Se não temos as tais placas que separavam por cor o povo sul africano no apartheid, temos as placas que nos dividem em classes sociais como, por exemplo, o elevador de serviço e o elevador social, a entrada de serviço nos fundos e o saguão principal e, se já vimos que há uma relação direta entre cor e classe social, estas placas acabam por realizar o mesmo objetivo final: separar pessoas pretas de pessoas brancas. (Vale aqui ressaltar que em casos comuns de racismo uma pessoa preta ao utilizar socialmente um elevador para adentrar à própria residência, local de trabalho ou visitar um amigo é indicado ou até forçado à utlizar o elevador de serviço). Da mesma forma se compendemos a relação entre cor e renda, fica evidente também que exista supermercado para brancos e supermercado para negros, onde um tem produtos orgânicos caros e o outro tem produtos ultraprocesados baratos. Tem saúdo para branco no hospital com chafariz na entrada e hospital pra preto com goteira no teto. Tem escola pra branco com professor gringo usando quadro smart touch screen e ecola pra preto faltando giz… e prefessor! 

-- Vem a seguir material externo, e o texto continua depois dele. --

use std::sync::atomic::{AtomicUsize, Ordering};
use std::sync::Arc;
use std::time::Duration;

use async_trait::async_trait;
use parking_lot::Mutex;
use runner_core::clock::FakeClock;
use runner_core::{JobId, JobOutcome, RunnerId, RunnerIdentity};
use runner_wire::{ControlPlaneClient, ControlPlaneError, LogBatch, OutcomeReport, PendingJobResponse};

use super::*;

/// Records every batch it receives; never fails.
struct RecordingClient {
    batches: Mutex<Vec<LogBatch>>,
    calls: AtomicUsize,
}

impl RecordingClient {
    fn new() -> Self {
        Self { batches: Mutex::new(Vec::new()), calls: AtomicUsize::new(0) }
    }
}

#[async_trait]
impl ControlPlaneClient for RecordingClient {
    async fn register(&self, _queue: Option<&str>) -> Result<RunnerIdentity, ControlPlaneError> {
        unimplemented!()
    }

    async fn deregister(&self, _runner_id: &RunnerId) -> Result<(), ControlPlaneError> {
        unimplemented!()
    }

    async fn get_pending_job(
        &self,
        _runner_id: &RunnerId,
        _last_token: &str,
    ) -> Result<PendingJobResponse, ControlPlaneError> {
        unimplemented!()
    }

    async fn append_job_log(&self, batch: LogBatch) -> Result<(), ControlPlaneError> {
        self.calls.fetch_add(1, Ordering::Relaxed);
        self.batches.lock().push(batch);
        Ok(())
    }

    async fn report_job_outcome(&self, _report: OutcomeReport) -> Result<(), ControlPlaneError> {
        unimplemented!()
    }

    async fn runner_scale(
        &self,
        _runner_id: &RunnerId,
        _current_replicas: i32,
        _desired_concurrency: i32,
    ) -> Result<i32, ControlPlaneError> {
        unimplemented!()
    }
}

fn shipper(
    client: Arc<RecordingClient>,
    max_bytes: usize,
    max_time: Duration,
    clock: FakeClock,
) -> ShipProcessor<FakeClock> {
    ShipProcessor::new(
        client as Arc<dyn ControlPlaneClient>,
        RunnerId::from("runner-1"),
        JobId::from("job-1"),
        max_bytes,
        max_time,
        clock,
    )
}

#[tokio::test]
async fn first_line_ships_immediately() {
    let client = Arc::new(RecordingClient::new());
    let ship = shipper(client.clone(), 1_000_000, Duration::from_secs(3600), FakeClock::new());

    ship.process_stdout("hello").await;

    assert_eq!(client.calls.load(Ordering::Relaxed), 1);
    let batches = client.batches.lock();
    assert_eq!(batches.len(), 1);
    assert_eq!(batches[0].base64_lines.len(), 1);
}

#[tokio::test]
async fn subsequent_lines_buffer_until_a_trigger() {
    let client = Arc::new(RecordingClient::new());
    let ship = shipper(client.clone(), 1_000_000, Duration::from_secs(3600), FakeClock::new());

    ship.process_stdout("one").await;
    ship.process_stdout("two").await;
    ship.process_stdout("three").await;

    // Only the first-line submit fired; "two" and "three" are still buffered.
    assert_eq!(client.calls.load(Ordering::Relaxed), 1);
}

#[tokio::test]
async fn max_bytes_trips_a_submit_before_the_over_limit_line_is_counted() {
    let client = Arc::new(RecordingClient::new());
    // Small enough that the second line overflows it.
    let ship = shipper(client.clone(), 5, Duration::from_secs(3600), FakeClock::new());

    ship.process_stdout("ab").await; // first-line submit: ships "ab" alone
    assert_eq!(client.calls.load(Ordering::Relaxed), 1);

    ship.process_stdout("cdefgh").await; // exceeds max_bytes on its own -> submits empty buffer, then buffers itself
    // The pre-check submit sees an empty buffer and is a no-op; the line is
    // buffered regardless of how large it is.
    let batches = client.batches.lock();
    assert_eq!(batches.len(), 1);
}

#[tokio::test]
async fn max_time_elapsed_trips_a_submit() {
    let client = Arc::new(RecordingClient::new());
    let clock = FakeClock::new();
    let ship = shipper(client.clone(), 1_000_000, Duration::from_millis(100), clock.clone());

    ship.process_stdout("one").await; // first-line submit
    assert_eq!(client.calls.load(Ordering::Relaxed), 1);

    ship.process_stdout("two").await; // buffered, no trigger yet
    assert_eq!(client.calls.load(Ordering::Relaxed), 1);

    clock.advance(Duration::from_millis(200));
    ship.process_stdout("three").await; // elapsed > max_time -> submits "two"
    assert_eq!(client.calls.load(Ordering::Relaxed), 2);
}

#[tokio::test]
async fn lines_are_dropped_from_the_buffer_after_a_submit_attempt() {
    let client = Arc::new(RecordingClient::new());
    let ship = shipper(client.clone(), 1_000_000, Duration::from_secs(3600), FakeClock::new());

    ship.process_stdout("one").await;
    ship.flush(&JobOutcome::success()).await;

    let batches = client.batches.lock();
    // first-line submit shipped "one" alone; flush's submit saw an empty
    // buffer and shipped nothing further.
    assert_eq!(batches.len(), 1);
    assert_eq!(batches[0].base64_lines.len(), 1);
}

#[tokio::test]
async fn flush_ships_any_remaining_buffered_lines() {
    let client = Arc::new(RecordingClient::new());
    let ship = shipper(client.clone(), 1_000_000, Duration::from_secs(3600), FakeClock::new());

    ship.process_stdout("one").await; // first-line submit
    ship.process_stdout("two").await; // buffered
    ship.flush(&JobOutcome::success()).await;

    let batches = client.batches.lock();
    assert_eq!(batches.len(), 2);
    assert_eq!(batches[1].base64_lines.len(), 1);
}
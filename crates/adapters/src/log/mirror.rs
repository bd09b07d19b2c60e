//! Mirror-to-logger processor (spec §4.4): optionally emits each non-empty
//! line to the process logger at INFO. Enabled only under trace logging, so
//! construction is gated by the caller rather than by a runtime check here.
//! Grounded in `original_source/src/pkg/loggerLogProcessor.go`.

use async_trait::async_trait;
use runner_core::JobOutcome;

use super::LogProcessor;

pub struct MirrorProcessor;

impl Default for MirrorProcessor {
    fn default() -> Self {
        Self::new()
    }
}

impl MirrorProcessor {
    pub fn new() -> Self {
        Self
    }

    fn mirror(&self, line: &str) -> String {
        if !line.is_empty() {
            tracing::info!(target: "runner::job_output", "{line}");
        }
        line.to_string()
    }
}

#[async_trait]
impl LogProcessor for MirrorProcessor {
    async fn process_stdout(&self, line: &str) -> String {
        self.mirror(line)
    }

    async fn process_stderr(&self, line: &str) -> String {
        self.mirror(line)
    }

    async fn flush(&self, _outcome: &JobOutcome) {}
}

Visualmente, e na prática, vivemos exatamente o que foi vivido na África do Sul durante o apartheid e nos EUA no tempo das leis Jim Crow. E talvez de uma forma mais difícil de enfrentar, uma vez que não é institucionalizado e, portanto temos leis que criminalizam o racismo, impedem a diferença salarial e podemos criar 1 milhão de leis para combater a desigualdade, mas nada vai mudar enquanto o problema estiver na base, já na hora que a criança nasce.


No primeiro episódio falei sobre a importância da política e só teremos mudanças com pessoas pretas participando das tomadas de decisão. Nesse episódio foquei na questão racial, mas o mesmo vale para todas as parcelas da população histórica e atualmente segregadas. Precisamos da atuação direta das mulheres, das pessoas pretas, dos povos originários, da comunidade LGBTQIAPN+ e todos os grupos minorizados e marginalizados. Somente assim vamos começar a quebrar os muros invisíveis que oprimem nosso povo.


A liberdade começa agora! Nesse exato momento tem pessoas incríveis pensando isso e trabalhando pela mudança... recomendo que você conheça Ailton Krenak, Marina Silva, Erika Hilton, Sâmia Bomfim, Dani Balbi, Yuri Moura, Jandira Feghalli, entre outros, que são pessoas que todos os dias tentam quebrar um tijolo desses muros que nos cercam.